A recent study shows that women who smoke heavily are at a higher risk of suffering from breast cancer.
Until recently, smoking was known to cause lung cancer and many other types of cancers including of the throat and mouth, according to the National Cancer Institute. Approximately 80 percent of lung cancer deaths among women are due to smoking.
But a detailed study in the medical journal Archives Internal Medicine this week revealed a connection between breast cancer and cigarette smoking, which had not been confirmed before. This is one of the most detailed studies which also includes information from the Nurses' Health Study, conducted on more than 111,000 women who were monitored for heavy smoking from 1976 to 2006. Scientists also examined the medical records of more than 36,000 women over 24 years for secondhand smoke exposure. The study showed that the chance of breast cancer in the women was increased by six percent when they smoked heavily.

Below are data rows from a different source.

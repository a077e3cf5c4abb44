//! Simple text mode
//!
//! Whole words are typed at a prompt and fed through the same session state
//! machine the TUI uses, one key at a time.

use crate::game::{
    GameSessionController, Key, KeyInput, MAX_COLS, Outcome, Rejection, Session, StepOutcome,
};
use crate::output::{print_keyboard, print_result, print_row};
use crate::source::WordSource;
use anyhow::{Context, Result};
use colored::Colorize;
use std::io::{self, BufRead, Write};

/// What a line typed at the prompt asks for
#[derive(Debug, Clone, PartialEq, Eq)]
pub enum Command {
    Quit,
    NewGame,
    Reload,
    Guess(String),
    Invalid,
}

impl Command {
    #[must_use]
    pub fn parse(line: &str) -> Self {
        let line = line.trim();
        match line.to_lowercase().as_str() {
            "quit" | "q" | "exit" => Self::Quit,
            "new" | "n" => Self::NewGame,
            "reload" => Self::Reload,
            _ if line.chars().count() == MAX_COLS && line.chars().all(|c| c.is_ascii_alphabetic()) => {
                Self::Guess(line.to_ascii_uppercase())
            }
            _ => Self::Invalid,
        }
    }
}

/// Type `word` into the current row and press enter
pub fn submit_word(session: &mut Session, word: &str) -> Outcome {
    clear_row(session);
    for c in word.chars() {
        if let Some(key) = Key::from_char(c) {
            session.handle_key(KeyInput::plain(key));
        }
    }
    session.handle_key(Key::Enter.into())
}

/// Empty the current row and return the cursor to its first column
fn clear_row(session: &mut Session) {
    // Backspace clears the focused cell, or steps left when it is already empty
    for _ in 0..2 * MAX_COLS {
        session.handle_key(Key::Backspace.into());
    }
}

/// Play one guess; returns the terminal outcome if the game ended
async fn play_guess(session: &mut Session, word: &str) -> Option<StepOutcome> {
    match submit_word(session, word) {
        Outcome::Submitted(reveal) => {
            let row = reveal.row();
            let outcome = reveal.run(session).await;
            print_row(session, row);
            outcome.filter(|outcome| matches!(outcome, StepOutcome::Ended(_)))
        }
        Outcome::Rejected(Rejection::NotInWordList { guess, .. }) => {
            println!("{}", format!("❌ {guess} is not in the word list").red());
            clear_row(session);
            None
        }
        Outcome::Rejected(Rejection::Incomplete { .. }) => {
            println!("{}", "❌ Enter exactly five letters".red());
            None
        }
        Outcome::Passthrough | Outcome::Ignored | Outcome::Updated => None,
    }
}

/// Run the simple text mode
///
/// # Errors
///
/// Returns an error if a game cannot be started or stdin/stdout fail.
pub async fn run_simple<S: WordSource>(
    controller: &mut GameSessionController<S>,
    boards: usize,
) -> Result<()> {
    println!("\n╔══════════════════════════════════════════════════════════════╗");
    println!("║                      Termox - Text Mode                      ║");
    println!("╚══════════════════════════════════════════════════════════════╝\n");
    println!("Guess the five-letter word. Colours after each guess:");
    println!("  {} right letter, right spot", " A ".black().on_green().bold());
    println!("  {} in the word, wrong spot", " A ".black().on_yellow().bold());
    println!("  {} not in the word\n", " A ".white().on_bright_black());
    println!("Commands: 'new' for a new game, 'reload' to fetch the word list again, 'quit' to exit\n");

    let mut session = controller.start(boards).await.context("failed to start a game")?;

    loop {
        let prompt = format!(
            "Guess {}/{}",
            session.cursor().row + 1,
            session.max_rows()
        );

        match Command::parse(&get_user_input(&prompt)?) {
            Command::Quit => break,
            Command::NewGame => {
                println!("\n🔄 New game started!\n");
                session = controller.restart().await.context("failed to start a game")?;
            }
            Command::Reload => {
                if controller.refresh_word_list().await {
                    println!(
                        "🔄 Word list reloaded ({} words), used from the next game",
                        controller.validator().len()
                    );
                } else {
                    println!("{}", "❌ Word list reload failed, keeping the previous one".red());
                }
                session = controller.session_mut().context("no game in progress")?;
            }
            Command::Invalid => println!("{}", "❌ Enter exactly five letters".red()),
            Command::Guess(word) => {
                if let Some(StepOutcome::Ended(result)) = play_guess(session, &word).await {
                    print_result(session, &result);
                    if !get_user_input("Play again? (yes/no)")?
                        .to_lowercase()
                        .starts_with('y')
                    {
                        break;
                    }
                    println!("\n🔄 New game started!\n");
                    session = controller.restart().await.context("failed to start a game")?;
                } else {
                    print_keyboard(session);
                }
            }
        }
    }

    println!("\n👋 Thanks for playing!\n");
    Ok(())
}

/// Get user input with a prompt
fn get_user_input(prompt: &str) -> Result<String> {
    print!("{prompt}: ");
    io::stdout().flush()?;

    let mut input = String::new();
    let read = io::stdin().lock().read_line(&mut input)?;
    if read == 0 {
        // End of input behaves like quit
        return Ok("quit".to_string());
    }

    Ok(input.trim().to_string())
}
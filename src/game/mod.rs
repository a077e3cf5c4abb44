//! Game state machine
//!
//! Boards, input handling, reveal sequencing and the session lifecycle.
//! Nothing here touches the terminal or the network directly: words arrive
//! through a [`WordSource`](crate::source::WordSource) and results leave as
//! plain values.

pub mod board;
pub mod controller;
pub mod input;
pub mod keys;
pub mod reveal;
pub mod session;
pub mod validator;

pub use board::{Board, BoardModel, Cell, CellId, MAX_COLS};
pub use controller::{GameSessionController, SessionError};
pub use input::{Key, KeyInput, Modifiers, Outcome, Pointer, Rejection};
pub use keys::{KeyCap, KeyStateTracker, keyboard_rows};
pub use reveal::{CancelToken, Reveal, RevealStep, StepOutcome};
pub use session::{
    Cursor, DEFAULT_STEP_DELAY, GameResult, InputState, MAX_BOARDS, MIN_BOARDS, Session,
    SessionId, clamp_board_count, rows_for_boards,
};
pub use validator::WordValidator;
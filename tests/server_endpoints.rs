//! Word server over real HTTP, and game clients talking to it

use std::net::SocketAddr;
use std::path::PathBuf;
use std::sync::Arc;
use std::time::Duration;
use termox::game::GameSessionController;
use termox::server::{AppState, WordStore, serve_on};
use termox::source::{HttpWordSource, OfflineFallback, WordSource};
use termox::wordlists::EMBEDDED;
use tokio::net::TcpListener;

const WORDS: &str = "CRANE\nSLATE\nALLOW\n";

struct TestServer {
    addr: SocketAddr,
    wordlist: PathBuf,
    _dir: tempfile::TempDir,
}

impl TestServer {
    fn url(&self, path: &str) -> String {
        format!("http://{}{path}", self.addr)
    }

    fn base_url(&self) -> String {
        format!("http://{}", self.addr)
    }
}

async fn spawn_server(words: &str) -> TestServer {
    let dir = tempfile::tempdir().unwrap();
    let wordlist = dir.path().join("wordlist.txt");
    std::fs::write(&wordlist, words).unwrap();

    let public = dir.path().join("public");
    std::fs::create_dir(&public).unwrap();
    std::fs::write(public.join("index.html"), "<h1>termox</h1>").unwrap();
    std::fs::write(public.join("app.js"), "console.log('termox');").unwrap();

    let state = Arc::new(AppState {
        words: WordStore::open(wordlist.clone()).await.unwrap(),
        public_root: public,
    });
    let listener = TcpListener::bind("127.0.0.1:0").await.unwrap();
    let addr = listener.local_addr().unwrap();
    tokio::spawn(serve_on(listener, state));

    TestServer {
        addr,
        wordlist,
        _dir: dir,
    }
}

async fn post(server: &TestServer, path: &str, body: &str) -> (u16, String) {
    let response = reqwest::Client::new()
        .post(server.url(path))
        .body(body.to_string())
        .send()
        .await
        .unwrap();
    let status = response.status().as_u16();
    (status, response.text().await.unwrap())
}

async fn get(server: &TestServer, path: &str) -> (u16, String) {
    let response = reqwest::get(server.url(path)).await.unwrap();
    let status = response.status().as_u16();
    (status, response.text().await.unwrap())
}

#[tokio::test]
async fn status_is_ok() {
    let server = spawn_server(WORDS).await;
    assert_eq!(get(&server, "/status").await, (200, "OK".to_string()));
}

#[tokio::test]
async fn word_comes_from_the_list() {
    let server = spawn_server(WORDS).await;
    for _ in 0..10 {
        let (status, word) = get(&server, "/word").await;
        assert_eq!(status, 200);
        assert!(WORDS.lines().any(|w| w == word), "unexpected word {word}");
    }
}

#[tokio::test]
async fn wordlist_is_served_as_text() {
    let server = spawn_server(WORDS).await;
    let response = reqwest::get(server.url("/wordlist")).await.unwrap();
    assert_eq!(response.status().as_u16(), 200);
    let content_type = response.headers()["content-type"].to_str().unwrap().to_string();
    assert!(content_type.starts_with("text/plain"));
    assert_eq!(response.text().await.unwrap(), WORDS);
}

#[tokio::test]
async fn wordlist_is_reread_per_request() {
    let server = spawn_server(WORDS).await;
    std::fs::write(&server.wordlist, "PLANT\n").unwrap();
    assert_eq!(get(&server, "/wordlist").await, (200, "PLANT\n".to_string()));
}

#[tokio::test]
async fn missing_wordlist_is_not_found() {
    let server = spawn_server(WORDS).await;
    std::fs::remove_file(&server.wordlist).unwrap();
    assert_eq!(get(&server, "/wordlist").await.0, 404);
}

#[tokio::test]
async fn add_appends_new_words() {
    let server = spawn_server(WORDS).await;

    let (status, body) = post(&server, "/add", "crane\nhello\nxy\nHELLO\n").await;
    assert_eq!(status, 201);
    assert!(body.contains("HELLO"));

    let contents = std::fs::read_to_string(&server.wordlist).unwrap();
    assert_eq!(contents, format!("{WORDS}HELLO\n"));
    assert_eq!(get(&server, "/wordlist").await.1, contents);
}

#[tokio::test]
async fn add_reports_bad_bodies() {
    let server = spawn_server(WORDS).await;
    assert_eq!(post(&server, "/add", "").await.0, 422);
    assert_eq!(post(&server, "/add", "12345\ntoolong\n").await.0, 400);
    assert_eq!(post(&server, "/add", "crane\nSlate\n").await.0, 409);

    // Nothing was written
    assert_eq!(std::fs::read_to_string(&server.wordlist).unwrap(), WORDS);
}

#[tokio::test]
async fn remove_is_case_insensitive_and_idempotent() {
    let server = spawn_server(WORDS).await;

    assert_eq!(post(&server, "/remove", "slate").await.0, 200);
    assert_eq!(
        std::fs::read_to_string(&server.wordlist).unwrap(),
        "CRANE\nALLOW\n"
    );
    assert_eq!(post(&server, "/remove", "SLATE").await.0, 200);
    assert_eq!(post(&server, "/remove", "sl4te").await.0, 400);

    for _ in 0..10 {
        assert_ne!(get(&server, "/word").await.1, "SLATE");
    }
}

#[tokio::test]
async fn static_files_are_served() {
    let server = spawn_server(WORDS).await;

    let response = reqwest::get(server.url("/")).await.unwrap();
    assert_eq!(response.status().as_u16(), 200);
    assert!(response.headers()["content-type"]
        .to_str()
        .unwrap()
        .starts_with("text/html"));
    assert_eq!(response.text().await.unwrap(), "<h1>termox</h1>");

    let (status, body) = get(&server, "/app.js").await;
    assert_eq!(status, 200);
    assert!(body.contains("termox"));
}

#[tokio::test]
async fn unknown_paths_are_not_found() {
    let server = spawn_server(WORDS).await;
    assert_eq!(
        get(&server, "/missing.css").await,
        (404, "File not found".to_string())
    );
    assert_eq!(post(&server, "/index.html", "").await.0, 404);
}

#[tokio::test]
async fn http_source_feeds_a_game() {
    let server = spawn_server(WORDS).await;
    let mut controller = GameSessionController::new(HttpWordSource::new(server.base_url()))
        .with_step_delay(Duration::ZERO);

    let session = controller.start(2).await.unwrap();
    assert_eq!(session.board_count(), 2);
    assert_eq!(session.max_rows(), 8);
    for board in session.boards().boards() {
        assert!(WORDS.lines().any(|w| w == board.target().text()));
    }
    assert!(controller.validator().is_valid("allow"));
    assert_eq!(controller.validator().len(), 3);
}

#[tokio::test]
async fn offline_fallback_keeps_the_game_playable() {
    let closed = std::net::TcpListener::bind("127.0.0.1:0").unwrap();
    let url = format!("http://{}", closed.local_addr().unwrap());
    drop(closed);

    let source = OfflineFallback::new(HttpWordSource::new(url));
    assert!(source.fetch_word_list().await.is_err());

    let mut controller = GameSessionController::new(source).with_step_delay(Duration::ZERO);
    let session = controller.start(1).await.unwrap();
    let target = session.boards().board(0).unwrap().target().text().to_string();
    assert!(EMBEDDED.contains(&target.as_str()));

    // The accepted-word list never arrived, so every guess is refused
    assert!(controller.validator().is_empty());
}

#[tokio::test]
async fn offline_fallback_prefers_last_fetched_list() {
    let server = spawn_server("PLANT\n").await;
    let source = OfflineFallback::new(HttpWordSource::new(server.base_url()));
    assert_eq!(source.fetch_word_list().await.unwrap(), "PLANT\n");

    // The server now has nothing to hand out
    assert_eq!(post(&server, "/remove", "plant").await.0, 200);
    assert_eq!(source.fetch_target_word().await.unwrap(), "PLANT");
}
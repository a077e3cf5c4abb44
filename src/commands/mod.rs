//! Command implementations

pub mod simple;

pub use simple::run_simple;
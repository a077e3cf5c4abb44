//! Row evaluation against a target word
//!
//! Each guessed letter is classified as:
//! - Correct (right letter, right position)
//! - Present (letter in the target, wrong position)
//! - Absent (letter not in the target, or all its occurrences already credited)
//!
//! Duplicate letters are accounted for exactly: a target letter can credit at
//! most one guessed letter, and exact matches claim their letter first.

use super::word::{WORD_LENGTH, Word};
use std::fmt;

/// Classification of a single letter
///
/// Variants are declared in precedence order, so `Ord` ranks
/// `Unset < Absent < Present < Correct`.
#[derive(Debug, Clone, Copy, Default, PartialEq, Eq, PartialOrd, Ord, Hash)]
pub enum Classification {
    /// Not evaluated yet
    #[default]
    Unset,
    Absent,
    Present,
    Correct,
}

impl Classification {
    /// Emoji used in text output
    #[must_use]
    pub const fn emoji(self) -> char {
        match self {
            Self::Correct => '🟩',
            Self::Present => '🟨',
            Self::Absent => '⬜',
            Self::Unset => '▫',
        }
    }
}

/// Per-letter result of evaluating one guess against one target
#[derive(Debug, Clone, Copy, PartialEq, Eq, Hash)]
pub struct Evaluation([Classification; WORD_LENGTH]);

impl Evaluation {
    /// All letters correct
    pub const PERFECT: Self = Self([Classification::Correct; WORD_LENGTH]);

    /// Evaluate `guess` against `target`
    ///
    /// # Algorithm
    /// 1. First pass: mark exact matches Correct and remove them from the pool of
    ///    remaining target letters
    /// 2. Second pass: each unmarked letter is Present if the pool still holds
    ///    that letter (consuming one), otherwise Absent
    ///
    /// # Examples
    /// ```
    /// use termox::core::{Classification::*, Evaluation, Word};
    ///
    /// let guess = Word::new("crazy").unwrap();
    /// let target = Word::new("crane").unwrap();
    /// let evaluation = Evaluation::calculate(&guess, &target);
    ///
    /// assert_eq!(
    ///     evaluation.classifications(),
    ///     &[Correct, Correct, Correct, Absent, Absent]
    /// );
    /// ```
    #[must_use]
    pub fn calculate(guess: &Word, target: &Word) -> Self {
        let mut result = [Classification::Absent; WORD_LENGTH];
        let mut remaining = target.char_counts();
        let guess_chars = guess.chars();
        let target_chars = target.chars();

        // First pass: exact position matches
        // Allow: index needed to read guess[i], target[i] and set result[i]
        #[allow(clippy::needless_range_loop)]
        for i in 0..WORD_LENGTH {
            if guess_chars[i] == target_chars[i] {
                result[i] = Classification::Correct;
                if let Some(count) = remaining.get_mut(&guess_chars[i]) {
                    *count = count.saturating_sub(1);
                }
            }
        }

        // Second pass: letters elsewhere in the target, while the pool lasts
        #[allow(clippy::needless_range_loop)]
        for i in 0..WORD_LENGTH {
            if result[i] == Classification::Correct {
                continue;
            }
            if let Some(count) = remaining.get_mut(&guess_chars[i])
                && *count > 0
            {
                result[i] = Classification::Present;
                *count -= 1;
            }
        }

        Self(result)
    }

    /// Classification of every position, left to right
    #[inline]
    #[must_use]
    pub const fn classifications(&self) -> &[Classification; WORD_LENGTH] {
        &self.0
    }

    /// Classification at a single position
    ///
    /// # Panics
    /// Panics if position >= 5
    #[inline]
    #[must_use]
    pub const fn at(&self, position: usize) -> Classification {
        self.0[position]
    }

    /// Check if every letter is correct
    #[inline]
    #[must_use]
    pub fn is_perfect(&self) -> bool {
        *self == Self::PERFECT
    }

    /// Convert to an emoji string like "🟩🟨⬜🟩🟨"
    #[must_use]
    pub fn to_emoji(&self) -> String {
        self.0.iter().map(|c| c.emoji()).collect()
    }
}

impl fmt::Display for Evaluation {
    fn fmt(&self, f: &mut fmt::Formatter<'_>) -> fmt::Result {
        f.write_str(&self.to_emoji())
    }
}
//! Termox
//!
//! A Wordle-style word game: guess a hidden five-letter word in a limited
//! number of rows, on one board or on up to four boards at once, plus the
//! small HTTP word server the game fetches its words from.
//!
//! # Quick Start
//!
//! ```rust
//! use termox::core::{Classification, Evaluation, Word};
//!
//! let guess = Word::new("crazy").unwrap();
//! let target = Word::new("crane").unwrap();
//!
//! let evaluation = Evaluation::calculate(&guess, &target);
//! assert_eq!(evaluation.at(0), Classification::Correct);
//! assert_eq!(evaluation.to_emoji(), "🟩🟩🟩⬜⬜");
//! ```

// Core domain types
pub mod core;

// Game state machine
pub mod game;

// Word providers
pub mod source;

// Word lists
pub mod wordlists;

// Word server
pub mod server;

// Command-line configuration
pub mod config;

// Command implementations
pub mod commands;

// Terminal output formatting
pub mod output;

// Interactive TUI interface
pub mod interactive;
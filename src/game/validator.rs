//! Accepted-word set
//!
//! Guesses are only accepted when they appear in the word list served by the
//! backend. The set is built once and shared read-only across a session.

use rustc_hash::FxHashSet;

/// Set of accepted words, stored uppercase
#[derive(Debug, Clone, Default)]
pub struct WordValidator {
    words: FxHashSet<String>,
}

impl WordValidator {
    /// An empty validator rejects every guess
    #[must_use]
    pub fn new() -> Self {
        Self::default()
    }

    /// Build a validator from newline-separated text
    #[must_use]
    pub fn from_text(text: &str) -> Self {
        let mut validator = Self::new();
        validator.load(text);
        validator
    }

    /// Replace the set with the entries in `text`
    ///
    /// Entries are trimmed and uppercased; blank lines are dropped and
    /// duplicates collapse.
    pub fn load(&mut self, text: &str) {
        self.words = text
            .lines()
            .map(str::trim)
            .filter(|line| !line.is_empty())
            .map(str::to_uppercase)
            .collect();
    }

    /// Case-insensitive membership test; blank input is never valid
    #[must_use]
    pub fn is_valid(&self, word: &str) -> bool {
        let word = word.trim();
        if word.is_empty() {
            return false;
        }
        self.words.contains(&word.to_uppercase())
    }

    #[must_use]
    pub fn len(&self) -> usize {
        self.words.len()
    }

    #[must_use]
    pub fn is_empty(&self) -> bool {
        self.words.is_empty()
    }
}

#[cfg(test)]
mod tests {
    use super::*;

    #[test]
    fn load_trims_uppercases_and_dedupes() {
        let validator = WordValidator::from_text(" crane\nCRANE\nslate \n\n");
        assert_eq!(validator.len(), 2);
        assert!(validator.is_valid("CRANE"));
        assert!(validator.is_valid("slate"));
    }

    #[test]
    fn is_valid_ignores_case() {
        let validator = WordValidator::from_text("Crane\n");
        for word in ["crane", "CRANE", "cRaNe"] {
            assert_eq!(validator.is_valid(word), validator.is_valid(&word.to_uppercase()));
            assert_eq!(validator.is_valid(word), validator.is_valid(&word.to_lowercase()));
            assert!(validator.is_valid(word));
        }
        assert!(!validator.is_valid("slate"));
    }

    #[test]
    fn blank_input_fails_closed() {
        let validator = WordValidator::from_text("crane\n\n");
        assert!(!validator.is_valid(""));
        assert!(!validator.is_valid("   "));
    }

    #[test]
    fn empty_validator_rejects_everything() {
        let validator = WordValidator::new();
        assert!(validator.is_empty());
        assert!(!validator.is_valid("CRANE"));
    }

    #[test]
    fn load_replaces_previous_words() {
        let mut validator = WordValidator::from_text("crane");
        validator.load("slate");
        assert!(!validator.is_valid("crane"));
        assert!(validator.is_valid("slate"));
    }
}
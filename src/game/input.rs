//! Keyboard and pointer input
//!
//! Input is a small state machine over [`InputState`]:
//!
//! - `Idle`: letters, backspace, enter, arrows and pointer clicks are handled
//! - `Animating`: a row is being revealed, every input is dropped
//! - `Ended`: every input is dropped until the session is replaced
//!
//! Modified keys (Ctrl, Cmd, Alt) are never consumed so host shortcuts keep
//! working.

use super::board::{CellId, MAX_COLS};
use super::keys::KeyCap;
use super::reveal::{PendingReveal, Reveal};
use super::session::{InputState, Session};
use crate::core::{Evaluation, Word};
use tracing::debug;

/// A logical key
#[derive(Debug, Clone, Copy, PartialEq, Eq)]
pub enum Key {
    Letter(char),
    Backspace,
    Enter,
    Left,
    Right,
    Up,
    Down,
}

impl Key {
    /// Map a typed character to a key; only ASCII letters qualify
    #[must_use]
    pub fn from_char(c: char) -> Option<Self> {
        c.is_ascii_alphabetic()
            .then(|| Self::Letter(c.to_ascii_uppercase()))
    }
}

impl From<KeyCap> for Key {
    fn from(cap: KeyCap) -> Self {
        match cap {
            KeyCap::Letter(letter) => Self::Letter(letter),
            KeyCap::Backspace => Self::Backspace,
            KeyCap::Enter => Self::Enter,
        }
    }
}

/// Modifier keys held during a key press
#[derive(Debug, Clone, Copy, PartialEq, Eq, Default)]
pub struct Modifiers {
    pub ctrl: bool,
    pub meta: bool,
    pub alt: bool,
}

impl Modifiers {
    #[must_use]
    pub const fn any(self) -> bool {
        self.ctrl || self.meta || self.alt
    }
}

/// A key press with its modifiers
#[derive(Debug, Clone, Copy, PartialEq, Eq)]
pub struct KeyInput {
    pub key: Key,
    pub modifiers: Modifiers,
}

impl KeyInput {
    /// A key pressed without modifiers
    #[must_use]
    pub const fn plain(key: Key) -> Self {
        Self {
            key,
            modifiers: Modifiers {
                ctrl: false,
                meta: false,
                alt: false,
            },
        }
    }
}

impl From<Key> for KeyInput {
    fn from(key: Key) -> Self {
        Self::plain(key)
    }
}

/// A pointer click on something the game owns
#[derive(Debug, Clone, Copy, PartialEq, Eq)]
pub enum Pointer {
    /// A grid cell; only cells of the current row move the cursor
    Cell(CellId),
    /// A key of the on-screen keyboard
    Key(KeyCap),
}

/// Why a submission was refused
#[derive(Debug, Clone, PartialEq, Eq)]
pub enum Rejection {
    /// Some cell of the row is still blank
    Incomplete { row: usize },
    /// The letters do not form an accepted word
    NotInWordList { row: usize, guess: String },
}

impl Rejection {
    /// Row to shake
    #[must_use]
    pub const fn row(&self) -> usize {
        match self {
            Self::Incomplete { row } | Self::NotInWordList { row, .. } => *row,
        }
    }
}

/// What handling an input did
#[derive(Debug)]
pub enum Outcome {
    /// Not for the game (modified key); the host may act on it
    Passthrough,
    /// Dropped: input locked, game ended, or nothing to do
    Ignored,
    /// Letters or cursor changed
    Updated,
    /// The row was refused; nothing changed
    Rejected(Rejection),
    /// The row was accepted and locked; drive the reveal to completion
    Submitted(Reveal),
}

impl Session {
    /// Handle a key press
    pub fn handle_key(&mut self, input: KeyInput) -> Outcome {
        if input.modifiers.any() {
            return Outcome::Passthrough;
        }
        if self.state != InputState::Idle {
            debug!(session = %self.id, state = ?self.state, key = ?input.key, "input dropped");
            return Outcome::Ignored;
        }

        match input.key {
            Key::Letter(letter) => self.write_letter(letter),
            Key::Backspace => self.backspace(),
            Key::Enter => self.submit(),
            Key::Left => self.step_cursor(-1),
            Key::Right => self.step_cursor(1),
            // Rows are strictly sequential
            Key::Up | Key::Down => Outcome::Ignored,
        }
    }

    /// Handle a pointer click
    pub fn handle_pointer(&mut self, pointer: Pointer) -> Outcome {
        match pointer {
            Pointer::Key(cap) => self.handle_key(KeyInput::plain(cap.into())),
            Pointer::Cell(id) => {
                if self.state != InputState::Idle
                    || id.row != self.cursor.row
                    || id.board >= self.boards.board_count()
                {
                    return Outcome::Ignored;
                }
                if self.move_cursor_to(id.col) {
                    Outcome::Updated
                } else {
                    Outcome::Ignored
                }
            }
        }
    }

    fn write_letter(&mut self, letter: char) -> Outcome {
        let row = self.cursor.row;
        let col = self.cursor.col;
        if !letter.is_ascii_alphabetic() || col >= MAX_COLS || self.boards.is_row_locked(row) {
            return Outcome::Ignored;
        }

        let active: Vec<usize> = self.boards.active_boards().collect();
        for board in active {
            self.boards.set_cell(CellId::new(board, row, col), letter);
        }
        if col + 1 < MAX_COLS {
            self.cursor.col += 1;
        }
        Outcome::Updated
    }

    fn backspace(&mut self) -> Outcome {
        let row = self.cursor.row;
        let col = self.cursor.col;

        let active: Vec<usize> = self.boards.active_boards().collect();
        let mut cleared = false;
        for board in active {
            cleared |= self.boards.clear_cell(CellId::new(board, row, col));
        }

        if cleared {
            Outcome::Updated
        } else if col > 0 {
            self.cursor.col -= 1;
            Outcome::Updated
        } else {
            Outcome::Ignored
        }
    }

    fn step_cursor(&mut self, delta: isize) -> Outcome {
        let Some(col) = self.cursor.col.checked_add_signed(delta) else {
            return Outcome::Ignored;
        };
        if self.move_cursor_to(col) {
            Outcome::Updated
        } else {
            Outcome::Ignored
        }
    }

    fn submit(&mut self) -> Outcome {
        let row = self.cursor.row;
        let active: Vec<usize> = self.boards.active_boards().collect();

        if active.is_empty()
            || self.boards.is_row_locked(row)
            || !active.iter().all(|&board| self.boards.is_row_filled(board, row))
        {
            return Outcome::Rejected(Rejection::Incomplete { row });
        }

        // Letters are written to every active board at once, so any of them
        // spells the guess
        let guess = self.boards.read_row(active[0], row);
        if !self.validator.is_valid(&guess) {
            debug!(session = %self.id, row, %guess, "guess not in word list");
            return Outcome::Rejected(Rejection::NotInWordList { row, guess });
        }
        let Ok(word) = Word::new(&guess) else {
            return Outcome::Rejected(Rejection::NotInWordList { row, guess });
        };

        let evaluations = active
            .into_iter()
            .filter_map(|board| {
                let target = self.boards.board(board)?.target();
                Some((board, Evaluation::calculate(&word, target)))
            })
            .collect();

        self.boards.lock_row(row);
        self.pending = Some(PendingReveal::new(row, evaluations));
        self.state = InputState::Animating;
        debug!(session = %self.id, row, %guess, "row submitted");

        Outcome::Submitted(Reveal::new(
            self.id,
            row,
            self.step_delay,
            self.cancel.clone(),
        ))
    }
}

According to Walter Willett, a professor at the Harvard School of Public Health who co-authored the recent report, the chances of breast cancer in a woman who smokes one pack a day before her menopausal years were increased from 1 in 8 to about 1 in 7.5.
"On its own, the impact of smoking on breast cancer is not major, but this adds to the many other damaging effects of tobacco," Willett noted.
The authors found that light and moderate smoking, and secondhand smoke exposure in childhood or adulthood did not seem to increase breast cancer risk.